2. Cabbage stem flea beetle

Cabbage stem flea beetle is widespread in the UK. The adult beetles are about 5mm long, shiny black in colour with a hint of green/blue.

These beetles migrate into crops during emergence and feed on the growing point, often destroying the plant.

Cabbage stem flea beetle on an oilseed rape leaf

© Blackthorn Arable

They then bite “shotholes” in the cotyledons and early true leaves. Eggs are laid at the base of plants in the soil, with newly hatched larvae boring into the leaf petioles and later into the main stems.

Risk factors

  • Air temperatures above 16C are favourable for adult beetle migration, so a warm autumn will favour egg laying and early hatch.
  • Slow growing crops, due to a lack of soil moisture or a cloddy seed-bed, will be less vigorous and are more prone to being eaten.

Monitoring

The numbers of adult beetles emerging from the soil in the summer can be monitored to assess the risk.

Checking beetle numbers in the previous crop’s harvested seed, looking for signs of damage to volunteer oilseed rape plants and using water traps to check for numbers of active beetles are all effective.

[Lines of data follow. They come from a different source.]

//! Tokens de uC.
//!
//! # Escaneo
//! Un [`Lexer`] recorre un [`InputStream`] y agrupa sus caracteres en
//! tokens de uC, descartando espacios y comentarios. A cada token se le
//! adjunta el rango de código que lo originó, y ese rango viaja después
//! con los nodos del árbol y con los diagnósticos.
//!
//! Los tokens se producen bajo demanda. Un lexer agotado no se reinicia;
//! volver a escanear requiere abrir de nuevo el código.
//!
//! # Representación
//! Palabras clave, operadores y puntuación son variantes sin datos.
//! Los identificadores conservan su nombre y los literales ya vienen
//! evaluados: enteros, flotantes, caracteres y cadenas sin escapes.
//!
//! # Recuperación
//! Un error invalida el resto de su línea. El escaneo continúa en la
//! línea siguiente, de modo que una sola corrida puede reportar varios
//! errores léxicos. Ninguna fase posterior se ejecuta si hubo alguno.

use crate::{
    error::{Classify, ErrorKind},
    source::{InputStream, Located, Location},
};

use std::{
    fmt::{self, Display},
    rc::Rc,
    str::FromStr,
};

use thiserror::Error;

/// Mayor valor que admite un literal `int`.
const INT_MAX: i32 = i32::MAX;

/// Falla de escaneo en un punto del código.
#[non_exhaustive]
#[derive(Error, Debug)]
pub enum LexerError {
    /// El flujo de entrada falló al leer.
    #[error("I/O error")]
    Input(#[from] std::io::Error),

    /// Carácter que no inicia ningún token de uC.
    #[error("Bad character {0:?} in input stream")]
    BadChar(char),

    /// Falta un carácter obligatorio, como el segundo `&` de `&&`.
    #[error("Expected {0:?}")]
    Expected(char),

    /// El literal no cabe en un `int`.
    #[error("Integer literal overflow, valid range is [0, {INT_MAX}]")]
    IntOverflow,

    /// Secuencia de escape desconocida.
    #[error("Unknown escape sequence '\\{0}'")]
    BadEscape(char),

    /// Literal de carácter sin contenido.
    #[error("Empty character literal")]
    EmptyChar,

    /// Literal de cadena sin cerrar antes del final de línea.
    #[error("Unterminated string literal")]
    UnterminatedString,

    /// Comentario de bloque sin cerrar antes del final de la entrada.
    #[error("Unterminated block comment")]
    UnterminatedComment,
}
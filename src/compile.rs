//! Ejecución ordenada de las fases.
//!
//! Cada fase consume por completo la salida de la anterior. La
//! generación de IR solo ocurre si ninguna fase previa reportó
//! errores, por lo que un llamador recibe un módulo o una lista de
//! diagnósticos, nunca ambos.

use std::{
    fmt::{self, Display},
    io::BufRead,
};

use log::debug;

use crate::{
    error::Diagnostics,
    ir::{self, GenError, Module},
    lex::{Lexer, Token},
    parse::{self, ast::Program},
    semantic::scope::SymbolTable,
    source::{self, Located, Location},
};

/// Motivo por el cual una compilación no produjo un módulo.
#[derive(Debug)]
pub enum Failure {
    /// El programa es inválido.
    Rejected(Diagnostics),

    /// Defecto del compilador.
    Internal(GenError),
}

impl From<Diagnostics> for Failure {
    fn from(diagnostics: Diagnostics) -> Self {
        Failure::Rejected(diagnostics)
    }
}

impl From<GenError> for Failure {
    fn from(error: GenError) -> Self {
        Failure::Internal(error)
    }
}

impl Display for Failure {
    fn fmt(&self, fmt: &mut fmt::Formatter<'_>) -> fmt::Result {
        match self {
            Failure::Rejected(diagnostics) => diagnostics.fmt(fmt),
            Failure::Internal(error) => writeln!(fmt, "internal compiler error: {}", error),
        }
    }
}

/// Flujo completo de tokens de una unidad de traducción.
#[derive(Debug)]
pub struct Tokens {
    pub start: Location,
    pub tokens: Vec<Located<Token>>,
}

pub fn tokenize<R: BufRead>(reader: R, name: &str) -> Result<Tokens, Diagnostics> {
    let (start, stream) = source::consume(reader, name);
    let tokens = Lexer::new(start.clone(), stream).try_exhaustive()?;

    debug!("lexed {} tokens from {}", tokens.len(), name);
    Ok(Tokens { start, tokens })
}

pub fn parse(tokens: &Tokens) -> Result<Program, Diagnostics> {
    let program = parse::parse(tokens.tokens.iter(), tokens.start.clone())?;

    debug!("parsed {} top-level items", program.items.len());
    Ok(program)
}

/// Análisis léxico, sintáctico y semántico.
pub fn check<R: BufRead>(reader: R, name: &str) -> Result<(Program, SymbolTable), Diagnostics> {
    let tokens = tokenize(reader, name)?;
    let mut program = parse(&tokens)?;
    let symbols = program.analyze()?;

    Ok((program, symbols))
}

pub fn compile<R: BufRead>(reader: R, name: &str) -> Result<Module, Failure> {
    let (program, symbols) = check(reader, name)?;
    let module = ir::generate(&program, &symbols)?;

    debug!(
        "generated {} functions and {} globals",
        module.functions.len(),
        module.globals.len()
    );

    Ok(module)
}

/// Compila un programa en memoria.
pub fn compile_str(source: &str) -> Result<Module, Failure> {
    compile(source.as_bytes(), "<input>")
}
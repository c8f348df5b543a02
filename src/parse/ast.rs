//! Árbol sintáctico abstracto.
//!
//! Cada nodo es dueño exclusivo de sus hijos. El análisis semántico
//! muta el árbol en sitio: toda expresión recibe un tipo resuelto y
//! todo uso de un identificador recibe un [`SymbolId`] que indexa la
//! arena de símbolos de [`crate::semantic::scope::SymbolTable`].

use crate::{
    lex::Identifier,
    semantic::scope::SymbolId,
    source::Located,
    types::Type,
};

use std::{
    fmt::{self, Display},
    rc::Rc,
};

/// Raíz de una unidad de traducción.
#[derive(Debug)]
pub struct Program {
    pub items: Vec<Item>,
}

/// Declaración de nivel superior.
#[derive(Debug)]
pub enum Item {
    Function(FunctionDef),
    Global(Vec<Declaration>),
}

/// Definición de una función con cuerpo.
#[derive(Debug)]
pub struct FunctionDef {
    pub name: Located<Identifier>,

    /// Siempre [`Type::Function`].
    pub typ: Located<Type>,

    pub params: Vec<Declaration>,
    pub body: Block,
    pub symbol: Option<SymbolId>,
}

/// Declaración de una variable, un parámetro o un prototipo.
#[derive(Debug)]
pub struct Declaration {
    pub name: Located<Identifier>,
    pub typ: Located<Type>,
    pub init: Option<Located<Initializer>>,
    pub symbol: Option<SymbolId>,
}

#[derive(Debug)]
pub enum Initializer {
    Expr(Located<Expr>),
    List(Vec<Located<Initializer>>),
}

/// Secuencia de declaraciones y sentencias entre llaves.
#[derive(Debug, Default)]
pub struct Block {
    pub items: Vec<Located<Statement>>,
}

#[derive(Debug)]
pub enum Statement {
    Declaration(Vec<Declaration>),
    Expr(Located<Expr>),
    Empty,
    Block(Block),

    If {
        condition: Located<Expr>,
        then: Box<Located<Statement>>,
        otherwise: Option<Box<Located<Statement>>>,
    },

    While {
        condition: Located<Expr>,
        body: Box<Located<Statement>>,
    },

    For {
        init: Option<ForInit>,
        condition: Option<Located<Expr>>,
        step: Option<Located<Expr>>,
        body: Box<Located<Statement>>,
    },

    Break,
    Return(Option<Located<Expr>>),
    Assert(Located<Expr>),
    Print(Vec<Located<Expr>>),
    Read(Vec<Located<Expr>>),
}

#[derive(Debug)]
pub enum ForInit {
    Declaration(Vec<Declaration>),
    Expr(Located<Expr>),
}

/// Una expresión junto con su tipo resuelto.
///
/// `typ` es `None` hasta que el análisis semántico lo asigna.
#[derive(Debug)]
pub struct Expr {
    pub kind: ExprKind,
    pub typ: Option<Type>,
}

impl Expr {
    pub fn new(kind: ExprKind) -> Self {
        Expr { kind, typ: None }
    }
}

#[derive(Debug)]
pub enum ExprKind {
    Literal(Literal),

    Id {
        name: Identifier,
        symbol: Option<SymbolId>,
    },

    Binary(Box<Located<Expr>>, BinOp, Box<Located<Expr>>),
    Unary(UnOp, Box<Located<Expr>>),

    /// `target = value` o una asignación compuesta como `target += value`.
    Assign {
        op: Option<BinOp>,
        target: Box<Located<Expr>>,
        value: Box<Located<Expr>>,
    },

    Call {
        function: Located<Identifier>,
        args: Vec<Located<Expr>>,
        symbol: Option<SymbolId>,
    },

    Index(Box<Located<Expr>>, Box<Located<Expr>>),
    Cast(Located<Type>, Box<Located<Expr>>),
}

#[derive(Clone, Debug, PartialEq)]
pub enum Literal {
    Int(i32),
    Float(f64),
    Char(char),
    Bool(bool),
    Str(Rc<str>),
}

#[derive(Copy, Clone, Debug, PartialEq, Eq)]
pub enum BinOp {
    Add,
    Sub,
    Mul,
    Div,
    Mod,
    Equal,
    NotEqual,
    Less,
    LessOrEqual,
    Greater,
    GreaterOrEqual,
    And,
    Or,
}

impl BinOp {
    /// Determina si el operador produce `bool` a partir de operandos comparables.
    pub fn is_comparison(self) -> bool {
        use BinOp::*;
        matches!(
            self,
            Equal | NotEqual | Less | LessOrEqual | Greater | GreaterOrEqual
        )
    }

    /// Determina si el operador es `&&` o `||`.
    pub fn is_logical(self) -> bool {
        matches!(self, BinOp::And | BinOp::Or)
    }
}

impl Display for BinOp {
    fn fmt(&self, fmt: &mut fmt::Formatter<'_>) -> fmt::Result {
        use BinOp::*;

        let string = match self {
            Add => "+",
            Sub => "-",
            Mul => "*",
            Div => "/",
            Mod => "%",
            Equal => "==",
            NotEqual => "!=",
            Less => "<",
            LessOrEqual => "<=",
            Greater => ">",
            GreaterOrEqual => ">=",
            And => "&&",
            Or => "||",
        };

        fmt.write_str(string)
    }
}

#[derive(Copy, Clone, Debug, PartialEq, Eq)]
pub enum UnOp {
    Negate,
    Plus,
    Not,
    PreIncrement,
    PreDecrement,
    PostIncrement,
    PostDecrement,
}

impl UnOp {
    /// Determina si el operador escribe sobre su operando.
    pub fn mutates(self) -> bool {
        use UnOp::*;
        matches!(
            self,
            PreIncrement | PreDecrement | PostIncrement | PostDecrement
        )
    }
}

impl Display for UnOp {
    fn fmt(&self, fmt: &mut fmt::Formatter<'_>) -> fmt::Result {
        use UnOp::*;

        let string = match self {
            Negate => "-",
            Plus => "+",
            Not => "!",
            PreIncrement | PostIncrement => "++",
            PreDecrement | PostDecrement => "--",
        };

        fmt.write_str(string)
    }
}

Without neonicotinoid seed treatments, the only control option for growers is the use of pyrethroid sprays. However, resistance to the pyrethroids in flea beetles has been confirmed, so they often provide little or no control.    

Where they are to be used, pyrethroid sprays should only be applied where there is evidence of high pest pressure or if thresholds are exceeded.

Where adults have eaten over 25% of leaf area at the cotyledon-two leaf stage or over 50% of leaf area at the three-to-four true leaf stage should sprays be used at full recommended rates.

3. Pigeons

Pigeons can appear all year in large flocks, posing a particular problem in the winter.

Pigeons graze on developing oilseed rape crops and will often strip leaves right down to the main veins. Where meristems are damaged, the plant compensates by producing additional lateral shoots from the base.

Damage can be uneven across a crop, causing patchy spring development and inconsistent plant height and maturity.

A pigeon in oilseed rape

FLPA/REX/Shutterstock

The best form of control is a well-established, vigorous crop, which limits their ability to land and feed. If crop establishment is patchy, a combination of shooting and the use of bird scarers can be used to reduce feeding.

4. Other Pests

Peach-potato aphid, or Myzus persicae, is the main vector of turnip yellows virus, which can decrease yields by 30%.

Aphids arriving in oilseed rape crops in the autumn transmit the virus, so a well-timed spray can be used to control them.

There are recommended varieties with resistance to turnip yellows virus, so these can be grown where high levels infection are expected.

Leaf miners can infest the first developing true leaves, causing unsightly mines. They do not justify insecticide treatment.

Peach potato aphid

© Blackthorn Arable

Rape winter stem weevil adults lay their eggs on petioles close to the stem, with the larvae then feeding within the stems over the winter. There are no thresholds for this pest, which only affects local areas.

The role of companion crops in pest control?

There’s plenty of anecdotal evidence to suggest that companion crops have a role in keeping pest numbers down and reducing the need for insecticides.

Whether that’s due to a dilution effect, or that they confuse pests, remains to be seen. They may also have a barrier effect, preventing pests from getting to emerging rape plants – such as limiting the landing sites for pigeons.

Under severe pest pressure, they are unlikely to be a total solution. But for a very low cost and minimal effort, they are already providing benefits on many farms.